■ **PROBLEM**:
What you return must be an exact copy of the lines in the listing below between the line holding "pub use package::PackageSpec;" and the line holding "pub const USER_AGENT: &str", inclusive, and nothing more.

____ EXERCISE INPUT

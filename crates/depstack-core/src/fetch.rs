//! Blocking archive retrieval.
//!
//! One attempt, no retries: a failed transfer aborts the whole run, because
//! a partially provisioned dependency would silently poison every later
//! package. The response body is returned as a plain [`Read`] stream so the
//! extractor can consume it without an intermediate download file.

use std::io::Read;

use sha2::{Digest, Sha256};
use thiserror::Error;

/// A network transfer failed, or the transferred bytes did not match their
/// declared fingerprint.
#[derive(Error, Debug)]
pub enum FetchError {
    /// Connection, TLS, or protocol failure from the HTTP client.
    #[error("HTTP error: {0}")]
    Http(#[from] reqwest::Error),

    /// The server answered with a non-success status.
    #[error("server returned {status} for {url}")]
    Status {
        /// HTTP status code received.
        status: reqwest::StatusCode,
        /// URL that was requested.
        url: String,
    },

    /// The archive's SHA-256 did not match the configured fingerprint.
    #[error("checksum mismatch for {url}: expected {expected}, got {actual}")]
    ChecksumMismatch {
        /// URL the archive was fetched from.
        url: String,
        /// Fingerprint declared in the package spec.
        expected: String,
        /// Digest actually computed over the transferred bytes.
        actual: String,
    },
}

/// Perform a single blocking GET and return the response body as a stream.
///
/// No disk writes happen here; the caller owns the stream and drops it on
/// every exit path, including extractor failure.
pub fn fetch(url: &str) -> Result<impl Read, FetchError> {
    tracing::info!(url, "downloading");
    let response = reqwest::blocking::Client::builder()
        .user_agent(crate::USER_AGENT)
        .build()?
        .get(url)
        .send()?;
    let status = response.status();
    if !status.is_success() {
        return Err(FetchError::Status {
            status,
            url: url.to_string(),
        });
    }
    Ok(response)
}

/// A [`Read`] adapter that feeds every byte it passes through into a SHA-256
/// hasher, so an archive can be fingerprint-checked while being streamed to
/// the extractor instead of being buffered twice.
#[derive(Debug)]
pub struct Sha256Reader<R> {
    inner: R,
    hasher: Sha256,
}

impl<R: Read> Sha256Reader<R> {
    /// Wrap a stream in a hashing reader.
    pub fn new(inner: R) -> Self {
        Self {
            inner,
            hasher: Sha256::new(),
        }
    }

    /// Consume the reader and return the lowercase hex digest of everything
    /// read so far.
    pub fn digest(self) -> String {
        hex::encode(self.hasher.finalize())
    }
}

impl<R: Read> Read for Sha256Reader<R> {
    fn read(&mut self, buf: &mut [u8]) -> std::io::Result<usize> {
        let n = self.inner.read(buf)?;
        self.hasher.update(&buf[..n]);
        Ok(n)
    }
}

________
____ EXERCISE INPUT

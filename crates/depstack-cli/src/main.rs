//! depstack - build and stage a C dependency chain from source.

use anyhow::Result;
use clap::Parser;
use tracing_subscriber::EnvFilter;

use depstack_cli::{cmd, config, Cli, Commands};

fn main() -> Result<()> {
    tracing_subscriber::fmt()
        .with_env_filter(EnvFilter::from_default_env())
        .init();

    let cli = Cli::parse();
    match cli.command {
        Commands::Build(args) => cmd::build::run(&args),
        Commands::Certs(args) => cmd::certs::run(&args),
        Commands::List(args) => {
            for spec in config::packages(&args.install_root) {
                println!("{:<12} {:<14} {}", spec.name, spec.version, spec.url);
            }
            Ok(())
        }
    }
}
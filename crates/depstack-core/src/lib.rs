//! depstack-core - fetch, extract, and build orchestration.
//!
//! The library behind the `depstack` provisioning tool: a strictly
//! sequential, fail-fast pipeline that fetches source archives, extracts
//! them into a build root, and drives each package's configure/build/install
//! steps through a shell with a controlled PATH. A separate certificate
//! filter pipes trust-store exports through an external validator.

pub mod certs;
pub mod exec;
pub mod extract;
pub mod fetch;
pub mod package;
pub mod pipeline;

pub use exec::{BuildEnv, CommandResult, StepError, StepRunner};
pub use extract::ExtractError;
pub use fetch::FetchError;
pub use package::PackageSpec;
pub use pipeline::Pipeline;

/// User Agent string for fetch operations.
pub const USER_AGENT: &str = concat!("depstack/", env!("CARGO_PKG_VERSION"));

________

■ **TASK RESULT**:
pub use package::PackageSpec;
pub use pipeline::Pipeline;

/// User Agent string for fetch operations.
pub const USER_AGENT: &str = concat!("depstack/", env!("CARGO_PKG_VERSION"));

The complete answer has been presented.